The population is set to hit 10 billion by 2060.
The population is set to hit 10 billion by 2060. Photo credit: NASA/file.

Researchers are debating whether the ever-increasing population could result in a world that is simply too full to function.

In 1900, the world's population sat around 1.65 billion. Fast-forward to 2000, and the Earth's inhabitants have increased by 4.4 billion. In 19 years, a predicted 1.5 billion humans have been added - an increase almost the size of the entire planet's population 119 years ago. 

The population is set to hit 10 billion by 2060, according to estimates by the United Nations.

In 41 years, each square kilometre will have 20 inhabitants - including all the areas of the globe that are currently considered uninhabitable, reports.

The debate has raised issues of population versus individual consumption and consumer habits, as well as each nation's individual rates of population growth.

While Europe's population growth has stagnated in recent years, India and Africa have experienced significant booms in numbers - largely due to inadequate sexual health services and a lack of effective contraception.

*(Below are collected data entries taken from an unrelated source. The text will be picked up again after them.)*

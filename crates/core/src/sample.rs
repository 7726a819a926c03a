use serde::{Deserialize, Serialize};
use std::f64::consts::PI;

/// Derive `(mag, theta)` from a raw vector.
///
/// `mag` is the Euclidean norm, `theta` the planar angle `atan2(y, x)` folded
/// into `(-π, π]`.
#[must_use]
pub fn derive_metrics(x: f64, y: f64, z: f64) -> (f64, f64) {
    let mag = (x * x + y * y + z * z).sqrt();
    let mut theta = y.atan2(x);
    // atan2(-0.0, negative) is exactly -π
    if theta == -PI {
        theta = PI;
    }
    (mag, theta)
}

/// Three raw vector components as read from a source.
#[derive(Debug, Clone, Copy, PartialEq, Serialize, Deserialize)]
pub struct RawVector {
    pub x: f64,
    pub y: f64,
    pub z: f64,
}

impl RawVector {
    pub fn new(x: f64, y: f64, z: f64) -> Self {
        Self { x, y, z }
    }

    /// `true` when every component is a finite number.
    #[must_use]
    pub fn is_finite(&self) -> bool {
        self.x.is_finite() && self.y.is_finite() && self.z.is_finite()
    }
}

/// One timestamped observation with its derived metrics.
///
/// Fields are private so a `Sample` can only be built through [`Sample::new`],
/// which guarantees finite components.
#[derive(Debug, Clone, Copy, PartialEq, Serialize)]
pub struct Sample {
    t: u64,
    x: f64,
    y: f64,
    z: f64,
    mag: f64,
    theta: f64,
}

impl Sample {
    /// Stamp `raw` at `t` milliseconds. Returns `None` for non-finite input.
    pub fn new(t: u64, raw: RawVector) -> Option<Self> {
        if !raw.is_finite() {
            return None;
        }
        let (mag, theta) = derive_metrics(raw.x, raw.y, raw.z);
        Some(Self { t, x: raw.x, y: raw.y, z: raw.z, mag, theta })
    }

    pub fn t(&self) -> u64 {
        self.t
    }

    pub fn x(&self) -> f64 {
        self.x
    }

    pub fn y(&self) -> f64 {
        self.y
    }

    pub fn z(&self) -> f64 {
        self.z
    }

    pub fn mag(&self) -> f64 {
        self.mag
    }

    pub fn theta(&self) -> f64 {
        self.theta
    }

    pub fn raw(&self) -> RawVector {
        RawVector::new(self.x, self.y, self.z)
    }
}
//! vscope: a trailing-window view of a high-rate 3-axis vector stream.
//!
//! Run with:  `RUST_LOG=info vscope [CONFIG]`
//!
//! Console commands: `t` toggle ingest, `r` reset, `s` status, `q` quit.

mod console;

use anyhow::Result;
use std::path::PathBuf;
use tracing_subscriber::EnvFilter;

fn main() -> Result<()> {
    // Structured logging; RUST_LOG controls verbosity (default: info).
    tracing_subscriber::fmt()
        .with_env_filter(
            EnvFilter::try_from_default_env().unwrap_or_else(|_| EnvFilter::new("info")),
        )
        .with_writer(std::io::stderr)
        .init();

    tracing::info!("vscope v{} starting", env!("CARGO_PKG_VERSION"));

    let path = std::env::args_os()
        .nth(1)
        .map(PathBuf::from)
        .unwrap_or_else(vscope_config::default_path);
    let config = vscope_config::load(&path)?;

    // Both periodic tasks share one thread; ticks interleave, never overlap.
    let runtime = tokio::runtime::Builder::new_current_thread()
        .enable_all()
        .build()?;

    runtime.block_on(console::run(path, config))
}
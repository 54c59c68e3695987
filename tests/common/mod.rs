//! Minimal stub of the Foodle backend for integration tests. Mirrors the
//! real wire shapes: envelope keys, camelCase fields, numeric ids on some
//! routes, `message`/`err` error bodies.

use std::sync::atomic::{AtomicBool, Ordering};
use std::sync::{Arc, Mutex};

use axum::extract::{Multipart, Path, State};
use axum::http::{header, HeaderMap, StatusCode};
use axum::routing::{get, post};
use axum::{Json, Router};
use serde_json::{json, Value};

pub const TOKEN: &str = "stub-token";

#[derive(Clone)]
pub struct StubState {
    /// (count, viewer liked) for post "p1"; toggled by the like route.
    pub like: Arc<Mutex<(i64, bool)>>,
    /// When set, GET /api/posts/liked returns 500.
    pub liked_fails: Arc<AtomicBool>,
}

pub struct Stub {
    pub base_url: String,
    pub state: StubState,
}

pub async fn spawn() -> Stub {
    let state = StubState {
        like: Arc::new(Mutex::new((1, false))),
        liked_fails: Arc::new(AtomicBool::new(false)),
    };

    let app = Router::new()
        .route("/login", post(login))
        .route("/register", post(register))
        .route("/api/user", get(current_identity))
        .route("/api/users/me", get(me))
        .route("/api/users/{user_id}", get(user_by_id))
        .route("/api/users/{user_id}/posts", get(user_posts))
        .route("/api/users/{user_id}/courses", get(user_courses))
        .route("/api/users/{user_id}/karma", get(user_karma))
        .route("/api/courses/all", get(all_courses))
        .route("/api/courses/my", get(all_courses))
        .route("/api/courses/{course_id}/info", get(course_info))
        .route("/api/courses/{course_id}/posts", get(course_posts))
        .route("/api/enroll", post(enroll))
        .route("/api/unenroll", post(unenroll))
        .route("/api/post/home", get(home_posts))
        .route("/api/post/my", get(my_posts))
        .route("/api/post", post(create_post).delete(delete_post))
        .route("/api/post/{post_id}/like", post(like_post))
        .route("/api/posts/liked", get(liked_posts))
        .route("/api/upload-image", post(upload_image))
        .route("/api/comment", post(create_comment))
        .route("/api/chats", get(chats).post(create_chat))
        .route(
            "/api/chats/{chat_id}/messages",
            get(messages).post(send_message),
        )
        .with_state(state.clone());

    let listener = tokio::net::TcpListener::bind("127.0.0.1:0").await.unwrap();
    let addr = listener.local_addr().unwrap();
    tokio::spawn(async move {
        axum::serve(listener, app).await.unwrap();
    });

    Stub {
        base_url: format!("http://{addr}"),
        state,
    }
}

fn authed(headers: &HeaderMap) -> bool {
    headers
        .get(header::AUTHORIZATION)
        .and_then(|v| v.to_str().ok())
        .is_some_and(|v| v == format!("Bearer {TOKEN}"))
}

fn unauthorized() -> (StatusCode, Json<Value>) {
    (
        StatusCode::UNAUTHORIZED,
        Json(json!({"msg": "Missing Authorization Header"})),
    )
}

fn post_p1(like: &(i64, bool)) -> Value {
    json!({
        "id": "p1",
        "userId": 1,
        "courseId": "c1",
        "content": "first post",
        "username": "alice",
        "likes": like.0,
        "isLiked": like.1,
        "createdAt": "2024-04-26T15:30:00Z",
        "comments": [{
            "id": "k1",
            "userId": 2,
            "postId": "p1",
            "content": "nice",
            "createdAt": "2024-04-26T15:31:00Z",
            "username": "bob"
        }]
    })
}

fn post_p2() -> Value {
    json!({
        "id": "p2",
        "userId": 2,
        "courseId": "c1",
        "content": "second post",
        "username": "bob",
        "likes": 0,
        "isLiked": false,
        "createdAt": "2024-04-25T09:00:00Z",
        "comments": []
    })
}

fn course_c1() -> Value {
    json!({
        "id": "c1",
        "code": "CS101",
        "name": "Intro to Computer Science",
        "description": "Fundamental concepts of computer science and programming",
        "instructor": "Prof. Anderson",
        "enrolledStudents": [1]
    })
}

async fn login(Json(body): Json<Value>) -> (StatusCode, Json<Value>) {
    if body["password"] == "secret" {
        (
            StatusCode::OK,
            Json(json!({
                "access_token": TOKEN,
                "username": body["username"],
                "id": 1,
                "karma": 3,
                "enrolledCourses": ["c1"]
            })),
        )
    } else {
        (
            StatusCode::NOT_FOUND,
            Json(json!({"err": "Wrong username or password"})),
        )
    }
}

async fn register(Json(body): Json<Value>) -> (StatusCode, Json<Value>) {
    if body["username"] == "taken" {
        (
            StatusCode::BAD_REQUEST,
            Json(json!({"message": "User already exists"})),
        )
    } else {
        (
            StatusCode::CREATED,
            Json(json!({
                "access_token": TOKEN,
                "message": "Account created successfully"
            })),
        )
    }
}

async fn current_identity(headers: HeaderMap) -> (StatusCode, Json<Value>) {
    if !authed(&headers) {
        return unauthorized();
    }
    (
        StatusCode::OK,
        Json(json!({
            "username": "alice",
            "id": 1,
            "profilePicture": "/placeholder.svg",
            "enrolledCourses": ["c1"],
            "karma": 3
        })),
    )
}

async fn me(headers: HeaderMap) -> (StatusCode, Json<Value>) {
    if !authed(&headers) {
        return unauthorized();
    }
    (
        StatusCode::OK,
        Json(json!({
            "id": 1,
            "username": "alice",
            "profilePicture": "/placeholder.svg",
            "karma": 3
        })),
    )
}

async fn user_by_id(headers: HeaderMap, Path(user_id): Path<String>) -> (StatusCode, Json<Value>) {
    if !authed(&headers) {
        return unauthorized();
    }
    if user_id != "2" {
        return (
            StatusCode::NOT_FOUND,
            Json(json!({"message": "User not found"})),
        );
    }
    (
        StatusCode::OK,
        Json(json!({
            "id": 2,
            "username": "bob",
            "profilePicture": "/placeholder.svg",
            "karma": 7
        })),
    )
}

async fn user_posts(headers: HeaderMap, Path(_user_id): Path<String>) -> (StatusCode, Json<Value>) {
    if !authed(&headers) {
        return unauthorized();
    }
    (StatusCode::OK, Json(json!({"posts": [post_p2()]})))
}

async fn user_courses(
    headers: HeaderMap,
    Path(_user_id): Path<String>,
) -> (StatusCode, Json<Value>) {
    if !authed(&headers) {
        return unauthorized();
    }
    (StatusCode::OK, Json(json!({"courses": [course_c1()]})))
}

async fn user_karma(headers: HeaderMap, Path(_user_id): Path<String>) -> (StatusCode, Json<Value>) {
    if !authed(&headers) {
        return unauthorized();
    }
    (StatusCode::OK, Json(json!({"karma": 7})))
}

async fn all_courses(headers: HeaderMap) -> (StatusCode, Json<Value>) {
    if !authed(&headers) {
        return unauthorized();
    }
    (StatusCode::OK, Json(json!({"courses": [course_c1()]})))
}

async fn enroll(headers: HeaderMap, Json(body): Json<Value>) -> (StatusCode, Json<Value>) {
    if !authed(&headers) {
        return unauthorized();
    }
    if body["courseId"].is_null() {
        return (
            StatusCode::BAD_REQUEST,
            Json(json!({"message": "Course ID is required"})),
        );
    }
    (
        StatusCode::OK,
        Json(json!({"message": "Successfully enrolled in Intro to Computer Science"})),
    )
}

async fn unenroll(headers: HeaderMap, Json(body): Json<Value>) -> (StatusCode, Json<Value>) {
    if !authed(&headers) {
        return unauthorized();
    }
    if body["courseId"].is_null() {
        return (
            StatusCode::BAD_REQUEST,
            Json(json!({"message": "Course ID is required"})),
        );
    }
    let mut course = course_c1();
    course["enrolledStudents"] = json!([]);
    (
        StatusCode::OK,
        Json(json!({
            "message": "Successfully unenrolled from Intro to Computer Science",
            "course": course
        })),
    )
}

async fn course_info(
    headers: HeaderMap,
    Path(course_id): Path<String>,
) -> (StatusCode, Json<Value>) {
    if !authed(&headers) {
        return unauthorized();
    }
    if course_id != "c1" {
        return (
            StatusCode::NOT_FOUND,
            Json(json!({"message": "Course not found"})),
        );
    }
    (
        StatusCode::OK,
        Json(json!({"course": {
            "id": "c1",
            "code": "CS101",
            "name": "Intro to Computer Science",
            "description": "Fundamental concepts of computer science and programming",
            "instructor": "Prof. Anderson",
            "enrolledStudents": [1]
        }})),
    )
}

async fn course_posts(
    State(state): State<StubState>,
    headers: HeaderMap,
    Path(_course_id): Path<String>,
) -> (StatusCode, Json<Value>) {
    if !authed(&headers) {
        return unauthorized();
    }
    let like = state.like.lock().unwrap();
    (
        StatusCode::OK,
        Json(json!({"posts": [post_p1(&like), post_p2()]})),
    )
}

async fn home_posts(
    State(state): State<StubState>,
    headers: HeaderMap,
) -> (StatusCode, Json<Value>) {
    if !authed(&headers) {
        return unauthorized();
    }
    let like = state.like.lock().unwrap();
    (
        StatusCode::OK,
        Json(json!({
            "message": "Posts retrieved successfully",
            "posts": [post_p1(&like), post_p2()]
        })),
    )
}

// The legacy my-posts route keeps the old field names (`timestamp`,
// `user_id`) and omits like data.
async fn my_posts(headers: HeaderMap) -> (StatusCode, Json<Value>) {
    if !authed(&headers) {
        return unauthorized();
    }
    (
        StatusCode::OK,
        Json(json!({
            "message": "Posts retrieved successfully",
            "posts": [{
                "id": 1,
                "content": "legacy shape",
                "timestamp": "Fri, 26 Apr 2024 15:30:00 GMT",
                "user_id": 1,
                "courseId": 1,
                "username": "alice",
                "comments": []
            }]
        })),
    )
}

async fn upload_image(headers: HeaderMap, mut multipart: Multipart) -> (StatusCode, Json<Value>) {
    if !authed(&headers) {
        return unauthorized();
    }
    while let Some(field) = multipart.next_field().await.unwrap() {
        if field.name() == Some("image") {
            let name = field.file_name().unwrap_or("image").to_string();
            let _ = field.bytes().await.unwrap();
            return (
                StatusCode::OK,
                Json(json!({"url": format!("/uploads/{name}")})),
            );
        }
    }
    (
        StatusCode::BAD_REQUEST,
        Json(json!({"message": "No image provided"})),
    )
}

async fn create_post(headers: HeaderMap, Json(body): Json<Value>) -> (StatusCode, Json<Value>) {
    if !authed(&headers) {
        return unauthorized();
    }
    (
        StatusCode::CREATED,
        Json(json!({
            "message": "Post created successfully",
            "post": {
                "id": "p-new",
                "userId": "1",
                "courseId": body["courseId"],
                "content": body["content"],
                "likes": 0,
                "createdAt": "2024-05-01T10:00:00Z",
                "comments": []
            }
        })),
    )
}

async fn delete_post(headers: HeaderMap, Json(body): Json<Value>) -> (StatusCode, Json<Value>) {
    if !authed(&headers) {
        return unauthorized();
    }
    if body["postId"] == "missing" {
        return (
            StatusCode::NOT_FOUND,
            Json(json!({"message": "Post not found"})),
        );
    }
    (
        StatusCode::OK,
        Json(json!({"message": "Post deleted successfully"})),
    )
}

async fn like_post(
    State(state): State<StubState>,
    headers: HeaderMap,
    Path(post_id): Path<String>,
) -> (StatusCode, Json<Value>) {
    if !authed(&headers) {
        return unauthorized();
    }
    let mut like = state.like.lock().unwrap();
    if like.1 {
        *like = (like.0 - 1, false);
    } else {
        *like = (like.0 + 1, true);
    }
    (
        StatusCode::OK,
        Json(json!({
            "message": "Post liked successfully",
            "post": {"id": post_id, "likes": like.0, "isLiked": like.1}
        })),
    )
}

async fn liked_posts(
    State(state): State<StubState>,
    headers: HeaderMap,
) -> (StatusCode, Json<Value>) {
    if !authed(&headers) {
        return unauthorized();
    }
    if state.liked_fails.load(Ordering::SeqCst) {
        return (
            StatusCode::INTERNAL_SERVER_ERROR,
            Json(json!({"message": "Internal server error"})),
        );
    }
    (StatusCode::OK, Json(json!({"liked_posts": ["p2"]})))
}

async fn create_comment(headers: HeaderMap, Json(body): Json<Value>) -> (StatusCode, Json<Value>) {
    if !authed(&headers) {
        return unauthorized();
    }
    (
        StatusCode::CREATED,
        Json(json!({
            "message": "Comment created successfully",
            "comment": {
                "id": "k-new",
                "userId": "1",
                "postId": body["postId"],
                "content": body["content"],
                "createdAt": "2024-05-01T10:05:00Z",
                "username": "alice",
                "likes": 0
            }
        })),
    )
}

async fn chats(headers: HeaderMap) -> (StatusCode, Json<Value>) {
    if !authed(&headers) {
        return unauthorized();
    }
    (
        StatusCode::OK,
        Json(json!({"chats": [{
            "id": "ch1",
            "participant": {"id": 2, "username": "bob", "profilePicture": "placeholder.svg"},
            "lastMessage": {
                "content": "see you tomorrow",
                "timestamp": "2024-05-01T18:00:00Z",
                "senderId": 2
            },
            "unreadCount": 1
        }]})),
    )
}

async fn create_chat(headers: HeaderMap, Json(body): Json<Value>) -> (StatusCode, Json<Value>) {
    if !authed(&headers) {
        return unauthorized();
    }
    if body["participantId"].is_null() {
        return (
            StatusCode::BAD_REQUEST,
            Json(json!({"message": "Participant ID is required"})),
        );
    }
    (
        StatusCode::CREATED,
        Json(json!({
            "message": "Chat created successfully",
            "chatId": "ch2",
            "chat": {
                "id": "ch2",
                "participant": {"id": 3, "username": "carol", "profilePicture": "placeholder.svg"},
                "lastMessage": null,
                "unreadCount": 0
            }
        })),
    )
}

async fn messages(headers: HeaderMap, Path(_chat_id): Path<String>) -> (StatusCode, Json<Value>) {
    if !authed(&headers) {
        return unauthorized();
    }
    (
        StatusCode::OK,
        Json(json!({"messages": [{
            "id": "m1",
            "content": "hey",
            "timestamp": "2024-05-01T17:59:00Z",
            "senderId": 2,
            "isRead": true
        }]})),
    )
}

async fn send_message(
    headers: HeaderMap,
    Path(_chat_id): Path<String>,
    Json(body): Json<Value>,
) -> (StatusCode, Json<Value>) {
    if !authed(&headers) {
        return unauthorized();
    }
    (
        StatusCode::CREATED,
        Json(json!({
            "message": {
                "id": "m2",
                "content": body["content"],
                "timestamp": "2024-05-01T18:01:00Z",
                "senderId": 1,
                "senderUsername": "alice",
                "isRead": false
            }
        })),
    )
}
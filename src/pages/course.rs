use std::sync::Arc;

use crate::api::ApiClient;
use crate::error::ApiResult;
use crate::feed::Feed;
use crate::models::{Course, Identity};
use crate::pages::InFlight;

/// One course's page: info header plus its post feed. Post creation is
/// gated on the viewer's enrollment; the gate is advisory only, the backend
/// decides whether a post is actually accepted.
pub struct CoursePage {
    api: Arc<ApiClient>,
    course_id: String,
    pub course: Option<Course>,
    pub feed: Feed,
    in_flight: InFlight,
}

impl CoursePage {
    pub fn new(api: Arc<ApiClient>, course_id: impl Into<String>) -> Self {
        Self {
            api,
            course_id: course_id.into(),
            course: None,
            feed: Feed::default(),
            in_flight: InFlight::default(),
        }
    }

    pub fn course_id(&self) -> &str {
        &self.course_id
    }

    /// Course info and posts are independent; fetch them together. Each
    /// result is applied on its own, so one failing leaves the other's
    /// state intact.
    pub async fn load(&mut self) -> ApiResult<()> {
        let (info, posts) = tokio::join!(
            self.api.get_course_info(&self.course_id),
            self.api.get_course_posts(&self.course_id),
        );
        let mut first_err = None;
        match info {
            Ok(course) => self.course = Some(course),
            Err(err) => first_err = Some(err),
        }
        match posts {
            Ok(posts) => self.feed = Feed::new(posts),
            Err(err) => first_err = first_err.or(Some(err)),
        }
        match first_err {
            Some(err) => Err(err),
            None => Ok(()),
        }
    }

    /// Whether the post-creation control is shown: the viewer's enrollment
    /// set must contain this course.
    pub fn can_post(&self, identity: Option<&Identity>) -> bool {
        identity.is_some_and(|id| id.is_enrolled(&self.course_id))
    }

    pub async fn submit_post(&mut self, content: &str, image: Option<&str>) -> bool {
        if !self.in_flight.try_begin("post") {
            return false;
        }
        let result = self.api.create_post(&self.course_id, content, image).await;
        self.in_flight.finish("post");
        match result {
            Ok(post) => {
                self.feed.prepend(post);
                true
            }
            Err(_) => false,
        }
    }

    pub async fn delete_post(&mut self, post_id: &str) -> bool {
        match self.api.delete_post(post_id).await {
            Ok(()) => self.feed.remove(post_id),
            Err(_) => false,
        }
    }

    pub async fn toggle_like(&mut self, post_id: &str) -> bool {
        let key = format!("like:{post_id}");
        if !self.in_flight.try_begin(&key) {
            return false;
        }
        let result = self.api.like_post(post_id).await;
        self.in_flight.finish(&key);
        match result {
            Ok(like) => self.feed.apply_like(&like),
            Err(_) => false,
        }
    }

    pub async fn add_comment(&mut self, post_id: &str, content: &str) -> bool {
        match self.api.create_comment(post_id, content).await {
            Ok(comment) => self.feed.add_comment(post_id, comment),
            Err(_) => false,
        }
    }

    /// Enroll, then re-fetch course info: the backend owns the enrollment
    /// set and the client never mutates it locally.
    pub async fn join(&mut self) -> bool {
        if !self.in_flight.try_begin("join") {
            return false;
        }
        let result = self.api.join_course(&self.course_id).await;
        self.in_flight.finish("join");
        match result {
            Ok(message) => {
                tracing::info!("{message}");
                if let Ok(course) = self.api.get_course_info(&self.course_id).await {
                    self.course = Some(course);
                }
                true
            }
            Err(_) => false,
        }
    }

    /// Unenroll. The response carries the updated course, so no re-fetch.
    pub async fn leave(&mut self) -> bool {
        if !self.in_flight.try_begin("join") {
            return false;
        }
        let result = self.api.leave_course(&self.course_id).await;
        self.in_flight.finish("join");
        match result {
            Ok(course) => {
                self.course = Some(course);
                true
            }
            Err(_) => false,
        }
    }
}
pub mod session;
pub mod token_store;

pub use session::SessionStore;
pub use token_store::TokenStore;
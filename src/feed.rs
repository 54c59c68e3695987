//! The ordered post list shown on a page, plus the local mutation rules
//! that keep it consistent without refetching: created posts are prepended,
//! deletions remove by id, and like state is always the server's response
//! applied as an overwrite.

use crate::models::{Comment, LikeResult, Post};

#[derive(Default)]
pub struct Feed {
    posts: Vec<Post>,
}

impl Feed {
    pub fn new(posts: Vec<Post>) -> Self {
        Self { posts }
    }

    pub fn posts(&self) -> &[Post] {
        &self.posts
    }

    pub fn len(&self) -> usize {
        self.posts.len()
    }

    pub fn is_empty(&self) -> bool {
        self.posts.is_empty()
    }

    pub fn get(&self, post_id: &str) -> Option<&Post> {
        self.posts.iter().find(|p| p.id == post_id)
    }

    fn get_mut(&mut self, post_id: &str) -> Option<&mut Post> {
        self.posts.iter_mut().find(|p| p.id == post_id)
    }

    /// New posts go to the front; feeds are newest first.
    pub fn prepend(&mut self, post: Post) {
        self.posts.insert(0, post);
    }

    /// Remove the post with the matching id. Every other entry, and their
    /// order, is untouched. Returns false when no entry matched.
    pub fn remove(&mut self, post_id: &str) -> bool {
        match self.posts.iter().position(|p| p.id == post_id) {
            Some(index) => {
                self.posts.remove(index);
                true
            }
            None => false,
        }
    }

    /// Overwrite a post's like count and viewer flag with the server's
    /// response. Unconditional: if two toggles race, the later response
    /// wins. Never derived from a local increment.
    pub fn apply_like(&mut self, like: &LikeResult) -> bool {
        match self.get_mut(&like.id) {
            Some(post) => {
                post.likes = like.likes;
                post.is_liked = like.is_liked;
                true
            }
            None => false,
        }
    }

    /// Attach a comment to its post. Sibling posts are untouched.
    pub fn add_comment(&mut self, post_id: &str, comment: Comment) -> bool {
        match self.get_mut(post_id) {
            Some(post) => {
                post.comments.push(comment);
                true
            }
            None => false,
        }
    }

    /// Detach a comment locally. No cascading side effects are modeled.
    pub fn remove_comment(&mut self, post_id: &str, comment_id: &str) -> bool {
        match self.get_mut(post_id) {
            Some(post) => {
                let before = post.comments.len();
                post.comments.retain(|c| c.id != comment_id);
                post.comments.len() < before
            }
            None => false,
        }
    }

    /// Fold the liked-posts set into the viewer flags. Posts not in the set
    /// keep whatever flag the feed response carried.
    pub fn mark_liked(&mut self, liked_ids: &[String]) {
        for post in &mut self.posts {
            if liked_ids.iter().any(|id| id == &post.id) {
                post.is_liked = true;
            }
        }
    }
}
//! Credential exchange and token-based identity retrieval. These calls
//! return errors instead of notifying directly: the session store branches
//! on the outcome and owns the user-facing messaging.

use serde::{Deserialize, Serialize};

use super::ApiClient;
use crate::error::ApiResult;
use crate::models::Identity;

#[derive(Serialize)]
struct Credentials<'a> {
    username: &'a str,
    password: &'a str,
}

/// Successful login: a bearer token plus the identity fields the backend
/// bundles into the same response.
#[derive(Debug, Deserialize)]
pub struct LoginResponse {
    pub access_token: String,
    #[serde(flatten)]
    pub identity: Identity,
}

#[derive(Debug, Deserialize)]
pub struct RegisterResponse {
    pub access_token: String,
    #[serde(default)]
    pub message: Option<String>,
}

impl ApiClient {
    /// POST /login. Unauthenticated; the caller persists the returned token.
    pub async fn login(&self, username: &str, password: &str) -> ApiResult<LoginResponse> {
        let body = Credentials { username, password };
        self.send(self.post("/login").json(&body)).await
    }

    /// POST /register. Returns a token only; the authoritative identity is
    /// fetched separately.
    pub async fn register(&self, username: &str, password: &str) -> ApiResult<RegisterResponse> {
        let body = Credentials { username, password };
        self.send(self.post("/register").json(&body)).await
    }

    /// GET /api/user: exchange the persisted token for the authoritative
    /// identity. Fails with `Unauthorized` when the token is invalid or
    /// expired.
    pub async fn fetch_identity(&self) -> ApiResult<Identity> {
        self.send(self.authed(self.get("/api/user"))).await
    }
}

"If good sexual, reproductive and health services were universally available, this would help bring down population because it would eliminate so many unwanted pregnancies," Dr Satterthwaitre told

Experts agree that implementing better educational campaigns, investing in girls' education and investing in family planning worldwide can help slow the ever-increasing number of humans.

On a more positive note, the world's population is increasing at a far slower rate than it has in the last 50 years, the publication reports.

The United Nations predicts that the annual growth rate, which currently sits around 1 percent, should halve again to around 0.5 percent by 2050. By 2100 they believe the population's yearly growth will sit around 0.1 percent.

However, some scientists and researchers believe that despite the reduced growth rate, the inevitable increase will still be large enough to put severe pressure on future ecosystems

A number of environmentalists believe the world is already "full", judging by examples of rapidly depleting resources and mass consumption.

There's also the standpoint that increased population will lead to increased consumption - leading to increased greenhouse gas emissions.

Increased global warming could make some places, such as the areas experiencing the greatest growth, uninhabitable.